- The Washington Times - Tuesday, May 13, 2014

The chairman of the House Veterans Affairs Committee wants President Obama to create a bipartisan commission to study access-to-care issues that are threatening the lives of U.S. military veterans.

Rep. Jeff Miller said in a letter to the White House on Tuesday that “there is precedent for establishing an independent commission in response to concerns regrading the care provided to our nation’s service members and veterans.”

Mr. Miller’s commission request comes on the heels of other aggressive measures that the Florida Republican has taken to get to the root of whistleblower allegations that dozens of veterans died while on a wait list to receive medical attention at a Phoenix VA health center.
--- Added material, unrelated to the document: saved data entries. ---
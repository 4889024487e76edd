use std::collections::HashMap;
use std::sync::Arc;

use super::row::{CustomDbRow, column_index};
use crate::types::RowValues;

/// A result set from a database query
///
/// This struct represents the result of a database query,
/// containing the rows returned by the query and metadata.
#[derive(Debug, Clone, Default)]
pub struct ResultSet {
    /// The rows returned by the query
    pub results: Vec<CustomDbRow>,
    /// Column names shared by all rows (to avoid duplicating in each row)
    column_names: Option<Arc<Vec<String>>>,
    column_index_cache: Option<Arc<HashMap<String, usize>>>,
}

impl ResultSet {
    /// Create a new result set with a known capacity
    #[must_use]
    pub fn with_capacity(capacity: usize) -> ResultSet {
        ResultSet {
            results: Vec::with_capacity(capacity),
            column_names: None,
            column_index_cache: None,
        }
    }

    /// Set the column names for this result set (to be shared by all rows)
    pub fn set_column_names(&mut self, column_names: Arc<Vec<String>>) {
        self.column_index_cache = Some(Arc::new(column_index(&column_names)));
        self.column_names = Some(column_names);
    }

    /// Get the column names for this result set
    #[must_use]
    pub fn get_column_names(&self) -> Option<&Arc<Vec<String>>> {
        self.column_names.as_ref()
    }

    /// Add a row to the result set
    ///
    /// Rows added before the column names are set are dropped.
    pub fn add_row_values(&mut self, row_values: Vec<RowValues>) {
        if let (Some(column_names), Some(cache)) = (&self.column_names, &self.column_index_cache) {
            self.results.push(CustomDbRow {
                column_names: Arc::clone(column_names),
                rows: row_values,
                column_index_cache: Arc::clone(cache),
            });
        }
    }

    /// Number of rows in the set.
    #[must_use]
    pub fn len(&self) -> usize {
        self.results.len()
    }

    #[must_use]
    pub fn is_empty(&self) -> bool {
        self.results.is_empty()
    }

    /// Clone the row at `index`.
    #[must_use]
    pub fn row(&self, index: usize) -> Option<CustomDbRow> {
        self.results.get(index).cloned()
    }
}

impl IntoIterator for ResultSet {
    type Item = CustomDbRow;
    type IntoIter = std::vec::IntoIter<CustomDbRow>;

    fn into_iter(self) -> Self::IntoIter {
        self.results.into_iter()
    }
}

#[cfg(test)]
mod tests {
    use super::*;

    #[test]
    fn rows_share_columns() {
        let mut rs = ResultSet::with_capacity(2);
        rs.set_column_names(Arc::new(vec!["id".into(), "name".into()]));
        rs.add_row_values(vec![RowValues::Int(1), RowValues::Text("a".into())]);
        rs.add_row_values(vec![RowValues::Int(2), RowValues::Text("b".into())]);
        assert_eq!(rs.len(), 2);
        assert_eq!(rs.results[1].get("name"), Some(&RowValues::Text("b".into())));
        assert!(Arc::ptr_eq(&rs.results[0].column_names, &rs.results[1].column_names));
    }

    #[test]
    fn rows_without_columns_are_dropped() {
        let mut rs = ResultSet::default();
        rs.add_row_values(vec![RowValues::Int(1)]);
        assert!(rs.is_empty());
    }
}
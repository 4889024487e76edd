use std::collections::HashMap;
use std::fmt;

use crate::results::{CustomDbRow, ResultSet};
use crate::types::Params;

/// Identity of one fetch loop: the query text plus its parameter fingerprint.
///
/// Compared by full content, so two different (query, parameters) pairs never share a key.
#[derive(Debug, Clone, PartialEq, Eq, Hash)]
pub struct CursorKey {
    sql: String,
    params: String,
}

impl CursorKey {
    #[must_use]
    pub fn new(sql: &str, params: &Params) -> Self {
        Self {
            sql: sql.to_owned(),
            params: params.fingerprint(),
        }
    }

    /// Query text half of the key.
    #[must_use]
    pub fn sql(&self) -> &str {
        &self.sql
    }
}

impl fmt::Display for CursorKey {
    fn fmt(&self, f: &mut fmt::Formatter<'_>) -> fmt::Result {
        write!(f, "{} {}", self.sql, self.params)
    }
}

/// Position within one materialized result.
#[derive(Debug)]
struct Cursor {
    rows: ResultSet,
    position: usize,
    total: usize,
    /// Statement-cache key the rows came from, if the statement was cached.
    statement: Option<String>,
}

/// Result of advancing an open cursor.
#[derive(Debug)]
pub enum Advance {
    Row(CustomDbRow),
    /// The cursor was torn down; carries the statement it used, if any.
    Exhausted { statement: Option<String> },
}

/// Open cursors keyed by [`CursorKey`].
#[derive(Debug, Default)]
pub struct CursorMultiplexer {
    open: HashMap<CursorKey, Cursor>,
}

impl CursorMultiplexer {
    #[must_use]
    pub fn new() -> Self {
        Self::default()
    }

    /// Whether `key` has a cursor with rows left.
    #[must_use]
    pub fn is_open(&self, key: &CursorKey) -> bool {
        self.open.contains_key(key)
    }

    #[must_use]
    pub fn len(&self) -> usize {
        self.open.len()
    }

    #[must_use]
    pub fn is_empty(&self) -> bool {
        self.open.is_empty()
    }

    /// Start a cursor over `rows` and return its first row.
    ///
    /// An empty result opens nothing and returns `None`. Any cursor already open under `key`
    /// is replaced.
    pub fn open(
        &mut self,
        key: CursorKey,
        rows: ResultSet,
        statement: Option<String>,
    ) -> Option<CustomDbRow> {
        let first = rows.row(0)?;
        let total = rows.len();
        tracing::debug!(key = %key, total, "cursor opened");
        self.open.insert(
            key,
            Cursor {
                rows,
                position: 0,
                total,
                statement,
            },
        );
        Some(first)
    }

    /// Move the cursor for `key` one row forward; `None` if no cursor is open.
    pub fn advance(&mut self, key: &CursorKey) -> Option<Advance> {
        let cursor = self.open.get_mut(key)?;
        cursor.position += 1;
        if cursor.position < cursor.total {
            tracing::trace!(key = %key, row = cursor.position, "cursor advanced");
            if let Some(row) = cursor.rows.row(cursor.position) {
                return Some(Advance::Row(row));
            }
        }
        let statement = self.open.remove(key).and_then(|c| c.statement);
        tracing::debug!(key = %key, "cursor exhausted");
        Some(Advance::Exhausted { statement })
    }

    /// Drop the cursor for `key`, returning the statement it used.
    pub fn discard(&mut self, key: &CursorKey) -> Option<Option<String>> {
        let cursor = self.open.remove(key)?;
        tracing::debug!(key = %key, row = cursor.position, total = cursor.total, "cursor discarded");
        Some(cursor.statement)
    }

    /// Whether any open cursor still reads from `statement`.
    #[must_use]
    pub fn references_statement(&self, statement: &str) -> bool {
        self.open
            .values()
            .any(|c| c.statement.as_deref() == Some(statement))
    }

    /// Forget every cursor.
    pub fn clear(&mut self) {
        self.open.clear();
    }
}

#[cfg(test)]
mod tests {
    use std::sync::Arc;

    use super::*;
    use crate::types::RowValues;

    fn rows(ids: &[i64]) -> ResultSet {
        let mut rs = ResultSet::with_capacity(ids.len());
        rs.set_column_names(Arc::new(vec!["id".into()]));
        for id in ids {
            rs.add_row_values(vec![RowValues::Int(*id)]);
        }
        rs
    }

    fn key(n: i64) -> CursorKey {
        CursorKey::new("SELECT * FROM t WHERE id > ?", &vec![RowValues::Int(n)].into())
    }

    fn id(row: &CustomDbRow) -> i64 {
        *row.get("id").and_then(RowValues::as_int).unwrap()
    }

    #[test]
    fn walks_rows_then_exhausts() {
        let mut mux = CursorMultiplexer::new();
        let first = mux.open(key(0), rows(&[1, 2, 3]), None).unwrap();
        assert_eq!(id(&first), 1);
        for expected in [2, 3] {
            match mux.advance(&key(0)) {
                Some(Advance::Row(row)) => assert_eq!(id(&row), expected),
                other => panic!("unexpected {other:?}"),
            }
        }
        assert!(matches!(mux.advance(&key(0)), Some(Advance::Exhausted { .. })));
        assert!(!mux.is_open(&key(0)));
        assert!(mux.advance(&key(0)).is_none());
    }

    #[test]
    fn empty_result_opens_nothing() {
        let mut mux = CursorMultiplexer::new();
        assert!(mux.open(key(0), rows(&[]), None).is_none());
        assert!(mux.is_empty());
    }

    #[test]
    fn keys_are_independent() {
        let mut mux = CursorMultiplexer::new();
        let stmt = Some("SELECT * FROM t WHERE id > ?".to_string());
        mux.open(key(0), rows(&[1, 2]), stmt.clone());
        mux.open(key(1), rows(&[2]), stmt);
        assert_eq!(mux.len(), 2);
        match mux.advance(&key(1)) {
            Some(Advance::Exhausted { statement }) => {
                assert!(mux.references_statement(statement.as_deref().unwrap()));
            }
            other => panic!("unexpected {other:?}"),
        }
        assert!(matches!(mux.advance(&key(0)), Some(Advance::Row(_))));
        assert_eq!(mux.discard(&key(0)), Some(Some("SELECT * FROM t WHERE id > ?".into())));
        assert!(!mux.references_statement("SELECT * FROM t WHERE id > ?"));
    }
}
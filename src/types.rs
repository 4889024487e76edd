use std::collections::BTreeMap;

use clap::ValueEnum;
use serde::{Deserialize, Serialize};

/// Values that can be stored in a database row or used as query parameters.
///
/// The same enum is used for every backend, for bind values and for result rows:
/// ```rust
/// use sql_session::prelude::*;
///
/// let params = vec![
///     RowValues::Int(1),
///     RowValues::Text("alice".into()),
///     RowValues::Null,
/// ];
/// # let _ = params;
/// ```
#[derive(Debug, Clone, PartialEq, Serialize, Deserialize)]
pub enum RowValues {
    /// Integer value (64-bit)
    Int(i64),
    /// Floating point value (64-bit)
    Float(f64),
    /// Text/string value
    Text(String),
    /// Boolean value
    Bool(bool),
    /// NULL value
    Null,
    /// Binary data
    Blob(Vec<u8>),
}

impl RowValues {
    /// Check if this value is NULL
    #[must_use]
    pub fn is_null(&self) -> bool {
        matches!(self, Self::Null)
    }

    #[must_use]
    pub fn as_int(&self) -> Option<&i64> {
        if let RowValues::Int(value) = self {
            Some(value)
        } else {
            None
        }
    }

    #[must_use]
    pub fn as_text(&self) -> Option<&str> {
        if let RowValues::Text(value) = self {
            Some(value)
        } else {
            None
        }
    }

    #[must_use]
    pub fn as_bool(&self) -> Option<&bool> {
        if let RowValues::Bool(value) = self {
            return Some(value);
        } else if let Some(i) = self.as_int() {
            if *i == 1 {
                return Some(&true);
            } else if *i == 0 {
                return Some(&false);
            }
        }
        None
    }

    #[must_use]
    pub fn as_float(&self) -> Option<f64> {
        if let RowValues::Float(value) = self {
            Some(*value)
        } else {
            None
        }
    }

    #[must_use]
    pub fn as_blob(&self) -> Option<&[u8]> {
        if let RowValues::Blob(bytes) = self {
            Some(bytes)
        } else {
            None
        }
    }

    /// Interpret a text value written by `now()` or a `DATETIME` column.
    #[must_use]
    pub fn as_timestamp(&self) -> Option<chrono::NaiveDateTime> {
        let s = self.as_text()?;
        // Try "YYYY-MM-DD HH:MM:SS"
        if let Ok(dt) = chrono::NaiveDateTime::parse_from_str(s, "%Y-%m-%d %H:%M:%S") {
            return Some(dt);
        }
        // Try "YYYY-MM-DD HH:MM:SS.SSS"
        chrono::NaiveDateTime::parse_from_str(s, "%Y-%m-%d %H:%M:%S.%3f").ok()
    }
}

impl From<i64> for RowValues {
    fn from(value: i64) -> Self {
        RowValues::Int(value)
    }
}

impl From<i32> for RowValues {
    fn from(value: i32) -> Self {
        RowValues::Int(i64::from(value))
    }
}

impl From<f64> for RowValues {
    fn from(value: f64) -> Self {
        RowValues::Float(value)
    }
}

impl From<bool> for RowValues {
    fn from(value: bool) -> Self {
        RowValues::Bool(value)
    }
}

impl From<&str> for RowValues {
    fn from(value: &str) -> Self {
        RowValues::Text(value.to_owned())
    }
}

impl From<String> for RowValues {
    fn from(value: String) -> Self {
        RowValues::Text(value)
    }
}

impl From<Vec<u8>> for RowValues {
    fn from(value: Vec<u8>) -> Self {
        RowValues::Blob(value)
    }
}

impl<T: Into<RowValues>> From<Option<T>> for RowValues {
    fn from(value: Option<T>) -> Self {
        value.map_or(RowValues::Null, Into::into)
    }
}

/// Name to value mapping for `:name` placeholders.
///
/// Backed by a `BTreeMap`, so two mappings with the same entries serialize identically no
/// matter in which order they were built.
#[derive(Debug, Clone, Default, PartialEq, Serialize, Deserialize)]
pub struct NamedParams(BTreeMap<String, RowValues>);

impl NamedParams {
    #[must_use]
    pub fn new() -> Self {
        Self::default()
    }

    /// Add a value, replacing any earlier value under the same name.
    #[must_use]
    pub fn with(mut self, name: impl Into<String>, value: impl Into<RowValues>) -> Self {
        self.insert(name, value);
        self
    }

    pub fn insert(&mut self, name: impl Into<String>, value: impl Into<RowValues>) {
        self.0.insert(name.into(), value.into());
    }

    #[must_use]
    pub fn get(&self, name: &str) -> Option<&RowValues> {
        self.0.get(name)
    }

    #[must_use]
    pub fn is_empty(&self) -> bool {
        self.0.is_empty()
    }

    #[must_use]
    pub fn len(&self) -> usize {
        self.0.len()
    }

    /// Entries in name order.
    pub fn iter(&self) -> impl Iterator<Item = (&str, &RowValues)> {
        self.0.iter().map(|(name, value)| (name.as_str(), value))
    }
}

impl<K: Into<String>, V: Into<RowValues>> FromIterator<(K, V)> for NamedParams {
    fn from_iter<I: IntoIterator<Item = (K, V)>>(iter: I) -> Self {
        let mut named = NamedParams::new();
        for (name, value) in iter {
            named.insert(name, value);
        }
        named
    }
}

/// Parameter set supplied with a query: positional values or a name to value mapping.
#[derive(Debug, Clone, PartialEq, Serialize, Deserialize)]
pub enum Params {
    Positional(Vec<RowValues>),
    Named(NamedParams),
}

impl Params {
    /// An empty positional parameter set.
    #[must_use]
    pub fn none() -> Self {
        Params::Positional(Vec::new())
    }

    #[must_use]
    pub fn is_empty(&self) -> bool {
        match self {
            Params::Positional(values) => values.is_empty(),
            Params::Named(named) => named.is_empty(),
        }
    }

    /// Deterministic encoding used as the parameter half of a cursor key.
    ///
    /// Every value carries a type tag and strings are length prefixed, so two sets encode alike
    /// only when they hold the same values. Floats are encoded by their bit pattern, which keeps
    /// `inf`, `-inf` and `NaN` apart.
    #[must_use]
    pub fn fingerprint(&self) -> String {
        let mut out = String::new();
        match self {
            Params::Positional(values) => {
                out.push('P');
                for value in values {
                    out.push(',');
                    push_fingerprint(&mut out, value);
                }
            }
            Params::Named(named) => {
                out.push('N');
                for (name, value) in &named.0 {
                    out.push_str(&format!(",{}:{name}=", name.len()));
                    push_fingerprint(&mut out, value);
                }
            }
        }
        out
    }
}

fn push_fingerprint(out: &mut String, value: &RowValues) {
    match value {
        RowValues::Int(i) => out.push_str(&format!("i{i}")),
        RowValues::Float(f) => out.push_str(&format!("f{:016x}", f.to_bits())),
        RowValues::Text(s) => out.push_str(&format!("t{}:{s}", s.len())),
        RowValues::Bool(b) => out.push_str(if *b { "b1" } else { "b0" }),
        RowValues::Null => out.push('n'),
        RowValues::Blob(bytes) => {
            out.push_str(&format!("x{}:", bytes.len()));
            for byte in bytes {
                out.push_str(&format!("{byte:02x}"));
            }
        }
    }
}

impl Default for Params {
    fn default() -> Self {
        Params::none()
    }
}

impl From<()> for Params {
    fn from((): ()) -> Self {
        Params::none()
    }
}

impl From<Vec<RowValues>> for Params {
    fn from(values: Vec<RowValues>) -> Self {
        Params::Positional(values)
    }
}

impl From<&[RowValues]> for Params {
    fn from(values: &[RowValues]) -> Self {
        Params::Positional(values.to_vec())
    }
}

impl<const N: usize> From<[RowValues; N]> for Params {
    fn from(values: [RowValues; N]) -> Self {
        Params::Positional(values.to_vec())
    }
}

impl From<NamedParams> for Params {
    fn from(named: NamedParams) -> Self {
        Params::Named(named)
    }
}

/// The backends shipped with this crate.
#[derive(Debug, Clone, Copy, PartialEq, Eq, Hash, ValueEnum, Serialize, Deserialize)]
pub enum BackendKind {
    /// `SQLite` through rusqlite
    Sqlite,
    /// In-memory SQL subset, for tests
    Memory,
}

#[cfg(test)]
mod tests {
    use super::*;

    #[test]
    fn named_params_fingerprint_ignores_insertion_order() {
        let a: Params = NamedParams::new().with("x", 1).with("y", "s").into();
        let b: Params = NamedParams::new().with("y", "s").with("x", 1).into();
        assert_eq!(a.fingerprint(), b.fingerprint());
    }

    #[test]
    fn distinct_params_have_distinct_fingerprints() {
        let a = Params::from(vec![RowValues::Int(1)]);
        let b = Params::from(vec![RowValues::Text("1".into())]);
        assert_ne!(a.fingerprint(), b.fingerprint());
    }

    #[test]
    fn non_finite_floats_have_distinct_fingerprints() {
        let keys: Vec<String> = [f64::INFINITY, f64::NEG_INFINITY, f64::NAN, 0.0, -0.0]
            .into_iter()
            .map(|f| Params::from(vec![RowValues::Float(f)]).fingerprint())
            .collect();
        for (i, a) in keys.iter().enumerate() {
            for b in &keys[i + 1..] {
                assert_ne!(a, b);
            }
        }
        assert_ne!(
            Params::from(vec![RowValues::Float(f64::NAN)]).fingerprint(),
            Params::from(vec![RowValues::Null]).fingerprint()
        );
    }

    #[test]
    fn text_boundaries_cannot_be_forged() {
        let split = Params::from(vec![RowValues::from("a"), RowValues::from("b")]);
        let joined = Params::from(vec![RowValues::from("a,t1:b")]);
        assert_ne!(split.fingerprint(), joined.fingerprint());

        let named: Params = NamedParams::new().with("a", "x").with("b", "y").into();
        let forged: Params = NamedParams::new().with("a", "x,1:b=t1:y").into();
        assert_ne!(named.fingerprint(), forged.fingerprint());
    }

    #[test]
    fn option_converts_to_null() {
        let v: RowValues = None::<i64>.into();
        assert!(v.is_null());
        assert_eq!(RowValues::from(Some("a")), RowValues::Text("a".into()));
    }

    #[test]
    fn timestamp_from_text() {
        let v = RowValues::Text("2024-05-01 10:30:00".into());
        assert!(v.as_timestamp().is_some());
        assert!(RowValues::Int(3).as_timestamp().is_none());
    }
}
Just last week, Mr. Miller and other committee members unanimously voted to subpoena key Department of Veterans Affairs officials for emails and other communications that could shed light on the Phoenix debacle amid concerns that the VA was stonewalling lawmakers seeking clarity on the allegations.

The same day as the committee made a rare and formal grab for elusive health center information, the department announced that it planned to have the Veterans Health Administration conduct a nationwide access review complete with face-to-face audits of all VA clinics.

But that effort appears to be futile in the eyes of Congress.

Mr. Miller said that given the gravity of the allegations surrounding the department — as well as the issues that continue to be raised by whistleblowers, veterans and their families — he had “grave concerns about the ability and appropriateness of any internal investigation” into access-to-care issues.